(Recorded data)
Segment Open

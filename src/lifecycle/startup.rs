//! Startup orchestration.
//!
//! Builds the object graph every command runs against. Fail fast on bad
//! configuration or token layout; a missing private key only leaves the
//! session disconnected.

use std::sync::Arc;
use thiserror::Error;

use crate::blockchain::{BlockchainClient, BlockchainError, Wallet};
use crate::config::{DappConfig, SequencerConfig};
use crate::contracts::{ChainGateway, RpcGateway};
use crate::flows::{faucet, FlowContext};
use crate::market::{TokenError, TokenRegistry};
use crate::reads::ReadLayer;
use crate::sequencer::Sequencer;
use crate::session::Session;

#[derive(Debug, Error)]
pub enum StartupError {
    #[error(transparent)]
    Blockchain(#[from] BlockchainError),

    #[error(transparent)]
    Token(#[from] TokenError),
}

/// Wired-up client.
#[derive(Debug, Clone)]
pub struct App {
    pub config: Arc<DappConfig>,
    pub client: BlockchainClient,
    pub session: Session,
    pub reads: ReadLayer,
    pub flows: FlowContext,
}

impl App {
    /// Connect to the RPC and wire the read layer. With `connect_wallet`,
    /// the wallet is loaded from the environment if present.
    pub async fn bootstrap(config: DappConfig, connect_wallet: bool) -> Result<Self, StartupError> {
        let config = Arc::new(config);
        let registry = TokenRegistry::from_config(&config.contracts.tokens)?;
        let client = BlockchainClient::new(config.network.clone()).await?;

        let session = Session::new();
        if connect_wallet {
            match Wallet::from_env(config.network.chain_id) {
                Ok(wallet) => session.connect(wallet),
                Err(e) => tracing::warn!(error = %e, "No wallet loaded, running read-only"),
            }
        }

        let gateway: Arc<dyn ChainGateway> = Arc::new(RpcGateway::new(
            client.clone(),
            config.contracts.clone(),
            session.clone(),
            &config.sequencer,
        ));
        let app = Self::assemble(config, client, session, registry, gateway);
        for mismatch in faucet::registry_mismatches(&app.flows).await {
            tracing::warn!(
                slot = ?mismatch.slot,
                configured = %mismatch.configured,
                on_chain = %mismatch.on_chain,
                "Configured token differs from the faucet's token"
            );
        }
        Ok(app)
    }

    /// Wire an app around an existing gateway.
    pub fn assemble(
        config: Arc<DappConfig>,
        client: BlockchainClient,
        session: Session,
        registry: TokenRegistry,
        gateway: Arc<dyn ChainGateway>,
    ) -> Self {
        let reads = ReadLayer::new(gateway);
        let flows = FlowContext::new(config.clone(), registry, reads.clone(), session.clone());
        Self {
            config,
            client,
            session,
            reads,
            flows,
        }
    }

    /// A fresh sequencer sharing this app's reads and session, tuned by `tune`
    /// on top of the configured sequencer settings.
    pub fn sequencer(&self, tune: impl FnOnce(&mut SequencerConfig)) -> Sequencer {
        let mut config = self.config.sequencer.clone();
        tune(&mut config);
        Sequencer::new(self.reads.clone(), self.session.clone(), config)
    }

    /// Drop the wallet and every cached read scoped to it.
    pub fn disconnect(&self) {
        if let Some(owner) = self.session.disconnect() {
            self.reads.forget_owner(owner);
        }
    }
}
//! Session domain module.
//!
//! This module contains the persisted login session and the repository
//! interface that keeps it durable across restarts.
//!
//! # Module Structure
//!
//! - `model`: The persisted session record (`StoredSession`)
//! - `repository`: Repository trait for token persistence (`TokenStore`)
//!
//! # Usage
//!
//! ```ignore
//! use tunedeck_core::session::{StoredSession, TokenStore};
//! ```

mod model;
mod repository;

// Re-export public API
pub use model::StoredSession;
pub use repository::TokenStore;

Segment Closed

Prompt: Check each line above for the string "warn" and copy every line that has it.

The answer:
                Err(e) => tracing::warn!(error = %e, "No wallet loaded, running read-only"),
            tracing::warn!(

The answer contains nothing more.